What is reference human gene annotation?

The value of the human genome to society depends on our ability to interpret its sequence, and especially to elucidate its gene content.

Since the first human reference genome was published in 2001, there has been extensive efforts to describe or ‘annotate’ human genes. The major reference annotation catalogues (often described as ‘genesets’ or ‘genebuilds’) are Ensembl-GENCODE, largely produced at EMBL-EBI in the UK, and RefSeq, produced by the NIH in the USA. Both catalogues consist of transcript ‘models’: computational representations of individual mRNAs found in the cell. The terms ‘GENCODE’ and ‘Ensembl’ tend to be used interchangeably to refer to what is actually a single resource.

A key goal of gene annotation is to interpret the likely functionality of each transcript model, (i.e. to judge what a transcript does in the cell in physiological terms). A transcript might be translated into protein; the corresponding model would then be annotated with a coding sequence (CDS) and a protein sequence. A protein-coding gene is therefore a locus that contains a protein-coding transcript model. Not all genes are protein-coding, however; they can also be long non-coding RNAs (genes that are transcribed but not translated), pseudogenes (‘broken’ protein-coding genes that lack function) or small RNAs (tRNAs, etc) (Figure 1).

Click to enlarge

Figure 1. An annotated gene may contain numerous transcript models, representing mRNAs found in the cell with distinct exon-intron combinations. In this locus, the first three models have distinct coding sequences as shown in green, with ‘untranslated regions’ in red. Models 4 and 5 are annotated as ‘non-coding’.

Transcriptome complexity

Gene annotation is a difficult task because the transcriptome (the full range of messenger RNA molecules expressed by humans) is highly complex. For example, alternative splicing, whereby a gene produces a number of distinct mRNAs that can have different functions, and might be expressed in distinct tissues or developmental stages. Human gene annotation remains a work in progress, with both Ensembl-GENCODE and RefSeq regularly producing updated annotation releases.

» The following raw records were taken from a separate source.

use chrono::{DateTime, Utc};
use rusqlite::types::Type;
use rusqlite::{params, Connection, OptionalExtension, Row};

use super::{Store, StoreError};
use crate::core::identity::EntityId;
use crate::core::project::Project;
use crate::entities::{
    BomLine, Category, ComponentFamily, Nomenclature, OriginType, Parameter, UnitOfMeasure,
};

/// Current schema version
const SCHEMA_VERSION: i32 = 1;

const CATEGORY_COLUMNS: &str = "id, name, parent_id, origin_type, hide_specification, created";
const UOM_COLUMNS: &str = "id, name, rounding, created";
const FAMILY_COLUMNS: &str = "id, name, uom_id, category_id, created";
const NOMENCLATURE_COLUMNS: &str =
    "id, family_id, name, code, currency, purchase_cost, material_cost, total_cost, created";
const PARAMETER_COLUMNS: &str = "id, nomenclature_id, name, value, uom_id, sequence, created";
const LINE_COLUMNS: &str =
    "l.id, l.parent_id, l.family_id, l.quantity, l.sequence, l.cost, l.line_total, l.created";

/// The catalog store backed by SQLite
pub struct SqliteStore {
    conn: Connection,
}

impl SqliteStore {
    /// Open or create the catalog database of a project
    pub fn for_project(project: &Project) -> Result<Self, StoreError> {
        Self::open(&project.db_path())
    }

    /// Open or create a catalog database at `path`
    pub fn open(path: &Path) -> Result<Self, StoreError> {
        if let Some(parent) = path.parent() {
            std::fs::create_dir_all(parent)?;
        }
        let conn = Connection::open(path)?;
        conn.execute_batch("PRAGMA journal_mode=WAL;")?;
        Self::from_connection(conn)
    }

    /// A throwaway database, used by tests
    pub fn open_in_memory() -> Result<Self, StoreError> {
        Self::from_connection(Connection::open_in_memory()?)
    }

    fn from_connection(conn: Connection) -> Result<Self, StoreError> {
        conn.execute_batch("PRAGMA foreign_keys=ON;")?;
        let store = Self { conn };
        store.init_schema()?;
        Ok(store)
    }

    fn init_schema(&self) -> Result<(), StoreError> {
        self.conn.execute_batch(
            r#"
            CREATE TABLE IF NOT EXISTS schema_version (
                version INTEGER PRIMARY KEY
            );

            CREATE TABLE IF NOT EXISTS categories (
                id TEXT PRIMARY KEY,
                name TEXT NOT NULL,
                parent_id TEXT,
                origin_type TEXT NOT NULL,
                hide_specification INTEGER NOT NULL DEFAULT 0,
                created TEXT NOT NULL
            );

            CREATE TABLE IF NOT EXISTS uoms (
                id TEXT PRIMARY KEY,
                name TEXT NOT NULL,
                rounding REAL NOT NULL,
                created TEXT NOT NULL
            );

            CREATE TABLE IF NOT EXISTS families (
                id TEXT PRIMARY KEY,
                name TEXT NOT NULL UNIQUE,
                uom_id TEXT,
                category_id TEXT,
                created TEXT NOT NULL
            );

            CREATE TABLE IF NOT EXISTS nomenclature (
                id TEXT PRIMARY KEY,
                family_id TEXT NOT NULL REFERENCES families(id),
                name TEXT,
                code TEXT UNIQUE,
                currency TEXT NOT NULL,
                purchase_cost REAL NOT NULL DEFAULT 0,
                material_cost REAL NOT NULL DEFAULT 0,
                total_cost REAL NOT NULL DEFAULT 0,
                created TEXT NOT NULL
            );
            CREATE INDEX IF NOT EXISTS idx_nomenclature_family ON nomenclature(family_id);

            CREATE TABLE IF NOT EXISTS parameters (
                id TEXT PRIMARY KEY,
                nomenclature_id TEXT NOT NULL REFERENCES nomenclature(id) ON DELETE CASCADE,
                name TEXT NOT NULL,
                value REAL NOT NULL,
                uom_id TEXT,
                sequence INTEGER NOT NULL DEFAULT 10,
                created TEXT NOT NULL
            );
            CREATE INDEX IF NOT EXISTS idx_parameters_nomenclature ON parameters(nomenclature_id, sequence);

            -- Lines go away with their owner
            CREATE TABLE IF NOT EXISTS bom_lines (
                id TEXT PRIMARY KEY,
                parent_id TEXT NOT NULL REFERENCES nomenclature(id) ON DELETE CASCADE,
                family_id TEXT NOT NULL REFERENCES families(id),
                quantity REAL NOT NULL,
                sequence INTEGER NOT NULL DEFAULT 10,
                cost REAL NOT NULL DEFAULT 0,
                line_total REAL NOT NULL DEFAULT 0,
                created TEXT NOT NULL
            );
            CREATE INDEX IF NOT EXISTS idx_bom_lines_parent ON bom_lines(parent_id, sequence);

            -- A nomenclature cannot be deleted while it is somebody's analog
            CREATE TABLE IF NOT EXISTS bom_line_analogs (
                line_id TEXT NOT NULL REFERENCES bom_lines(id) ON DELETE CASCADE,
                nomenclature_id TEXT NOT NULL REFERENCES nomenclature(id) ON DELETE RESTRICT,
                position INTEGER NOT NULL,
                PRIMARY KEY (line_id, nomenclature_id)
            );
            CREATE INDEX IF NOT EXISTS idx_analogs_nomenclature ON bom_line_analogs(nomenclature_id);
            "#,
        )?;

        let version: Option<i32> = self
            .conn
            .query_row("SELECT version FROM schema_version LIMIT 1", [], |row| {
                row.get(0)
            })
            .optional()?;

        match version {
            None => {
                self.conn.execute(
                    "INSERT INTO schema_version (version) VALUES (?1)",
                    params![SCHEMA_VERSION],
                )?;
            }
            Some(v) if v != SCHEMA_VERSION => {
                return Err(StoreError::Corrupt(format!(
                    "catalog schema version {} (expected {})",
                    v, SCHEMA_VERSION
                )));
            }
            Some(_) => {}
        }

        Ok(())
    }

    fn analogs_of(&self, line: &EntityId) -> Result<Vec<EntityId>, StoreError> {
        let mut stmt = self.conn.prepare_cached(
            "SELECT nomenclature_id FROM bom_line_analogs WHERE line_id = ?1 ORDER BY position",
        )?;
        let rows = stmt.query_map(params![line.to_string()], |row| id_at(row, 0))?;
        Ok(rows.collect::<Result<Vec<_>, _>>()?)
    }

    /// Run a line query and attach each line's analogs
    fn query_lines(
        &self,
        sql: &str,
        param: &EntityId,
    ) -> Result<Vec<BomLine>, StoreError> {
        let mut stmt = self.conn.prepare_cached(sql)?;
        let rows = stmt.query_map(params![param.to_string()], line_from_row)?;
        let mut lines = rows.collect::<Result<Vec<_>, _>>()?;
        for line in &mut lines {
            line.analogs = self.analogs_of(&line.id)?;
        }
        Ok(lines)
    }

    fn count_users(&self, id: &EntityId) -> Result<usize, StoreError> {
        let count: i64 = self.conn.query_row(
            "SELECT COUNT(*) FROM bom_line_analogs WHERE nomenclature_id = ?1",
            params![id.to_string()],
            |row| row.get(0),
        )?;
        Ok(count as usize)
    }
}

However, as annotation projects strive to capture our ever-expanding knowledge of the nature of the transcriptome, the associated increase in the complexity of these resources can cause complications for downstream users. To compound matters, there is a parallel need to improve functional annotation. For example, it is often not certain whether a given transcript is protein-coding; annotation can be an interpretative process, and different projects can reach alternative conclusions. This lack of certainty in specific annotations is be passed on to downstream users.

MANE Select: high-quality standardised models

Today, Ensembl-GENCODE and RefSeq are working together to solve such problems, especially via the MANE (Matched Annotation from NCBI and EMBL-EBI) project. The first goal is to achieve standardisation between these two catalogues, via the creation of a set of transcript models held in common. Over 99% of human protein-coding genes contain a ‘MANE Select’: a single high-confidence protein-coding model considered to be most representative of the biology of the locus. MANE was designed with clinical applications in mind, and these transcript models are now used as the default in interpretative projects, such as ClinVar. Each model is identical between Ensembl-GENCODE and RefSeq in terms of its coordinates and annotation, specifically on the GRCh38 reference genome. They are also ‘stable’ (i.e. these aspects will not change from one release to the next). The major advantage of using only MANE Selects is that you are specifically working with high-quality standardised models because substantial numbers of functionally ambiguous models are removed from the analysis. Nonetheless, variants of interest for a given gene might also be found in exons not incorporated into the MANE Select.

The catalogue will be expanded to include transcripts containing additional sequences of known clinical significance; specifically, where it is known the MANE Select does not include all known pathogenic or likely pathogenic variants. For example, the SCN5A locus includes a pair of mutually exclusive ‘cassette exons’ (i.e. one exon is spliced into the mRNA but not both). However, each exon is known to be clinically relevant, so in order to incorporate both exons, the catalogue includes a MANE Select model and a second model designated as ‘MANE Plus Clinical’ This is depicted in Figure 2.

Click to enlarge

Figure 2. SCN5A has a MANE Plus Clinical model as well as a MANE Select mode, which differ in their incorporation of one of two copies of exon 6. Copy 6a is known to be expressed in the neonatal heart; version 6b is in the adult heart.

In such cases, the question of whether to use either of both of these models for analysis should be considered carefully. This project is still ongoing and the set of MANE transcript models does not currently provide a perfect intersection with the catalogue of variants of known or suspected clinical interest. In the meantime, users can choose to work with the full, unfiltered complement of Ensembl-GENCODE and RefSeq models.